Seven Psychopaths, McDonagh's follow-up, is also a crime comedy, but it's not at all the same film. It is, in a lot of ways, the exact movie In Bruges wasn't. It is highly aware of its own existence: Farrell's character here is a creatively blocked, alcoholic Hollywood screenwriter, not coincidentally named Martin, wrestling with how to turn an unwritten script prematurely titled Seven Psychopaths into a "life-affirming" work of art. It's also grisly—death comes via chainsaw, hacksaw, self-immolation and straight razor—and not particularly concerned with emotional complexity. In short, it's a lot like all those other post-Pulp Fiction crime comedies where the criminals talk incessantly about movies while the movie talks incessantly about itself.

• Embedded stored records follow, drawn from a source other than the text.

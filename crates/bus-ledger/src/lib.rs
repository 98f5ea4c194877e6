//! `bus-ledger` — append-only durable message log with full-text search
//! (C1). The source of truth for every conversational turn in the bus.

pub mod db;
pub mod error;
pub mod manager;
pub mod types;

pub use error::{LedgerError, Result};
pub use manager::Ledger;
pub use types::{AppendOutcome, IdRange, Message, NewMessage, SearchHit, Summary};
//! `bus-memory` — layered memory router fanning ambient recall out
//! across raw capture, anchors, knowledge graph and crystals (C2).

pub mod anchors;
pub mod crystals;
pub mod error;
pub mod graph;
pub mod layer;
pub mod raw;
pub mod router;
pub mod types;
pub mod vector;

pub use anchors::AnchorsLayer;
pub use crystals::CrystalsLayer;
pub use error::{MemoryError, Result};
pub use graph::{GraphBackend, GraphLayer, HttpGraphBackend};
pub use layer::MemoryLayer;
pub use raw::RawLayer;
pub use router::MemoryRouter;
pub use types::AmbientRecallBundle;
pub use vector::{HttpVectorBackend, VectorBackend};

And yet, it works. Maybe not to the degree of In Bruges, which truly seemed new and special. But McDonagh would have to fail pretty terribly to screw up a picture starring Christopher Walken and Sam Rockwell as high-profile dognappers, Woody Harrelson as a Shih Tzu-loving gangster, and Tom Waits as a vigilante serial killer with a thing for white rabbits.

Intrigued? You should be. McDonagh has succeeded in another cinematic sleight of hand: He's made a movie about the movie you're watching that doesn't get in the way of the actual movie. To put it another way, McDonagh doesn't allow his cleverness to trip up the story, or his actors. Through two films now, McDonagh has displayed a rare skill as a writer-director, producing movies that bear the clear stamp of their creator but aren't overwhelmed by his personality. His dialogue snaps as much as Quentin Tarantino's, except it doesn't sound like it's all coming from the same overcaffeinated video store clerk. 

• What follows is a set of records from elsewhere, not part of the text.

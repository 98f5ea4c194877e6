#[derive(Debug, Clone)]
pub struct Room {
    pub id: String,
    pub slug: String,
    pub display_name: String,
    pub is_dm: bool,
    pub created_by: String,
    pub created_at: String,
}

#[derive(Debug, Clone)]
pub struct User {
    pub id: String,
    pub username: String,
    pub display_name: String,
    pub is_bot: bool,
}

#[derive(Debug, Clone)]
pub struct ChatMessage {
    pub id: i64,
    pub room_id: String,
    pub user_id: String,
    pub username: String,
    pub content: String,
    pub created_at: String,
}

As such, Seven Psychopaths gets by on its scenery-masticating performances. In particular, Rockwell chomps down on the role of Martin's best friend, Billy, a delightfully deluded wannabe screenwriter making a living by abducting rich people's dogs and then returning them for the reward money. It's a charmingly deranged performance that benefits from the script's digressive nature: Billy's pitch for Martin's screenplay—ending with an over-the-top shootout at a cemetery—is the film's most gorily hilarious moment. As a straight man among nutcases, Farrell, much as in In Bruges, uses his big, brown Irish eyes to convey reservoirs of vulnerable sympathy. Harrelson and Waits make the most of limited screen time. And Walken is extra Walken-y. Playing a deeply religious pacifist with a cancer-stricken wife and shadowy past, he's the heart of Seven Psychopaths—despite the fact McDonagh seemingly went with his most self-parodic line readings. 

No, Seven Psychopaths—the movie, not the movie within the movie—is not a “life-affirming” work of art. It’s simply crazy fun. 

Critic's Grade: A-

SEE IT: Seven Psychopaths is rated R. It opens Friday at Lloyd Center, Cedar Hills, Clackamas, City Center, Evergreen Parkway and Fox Tower.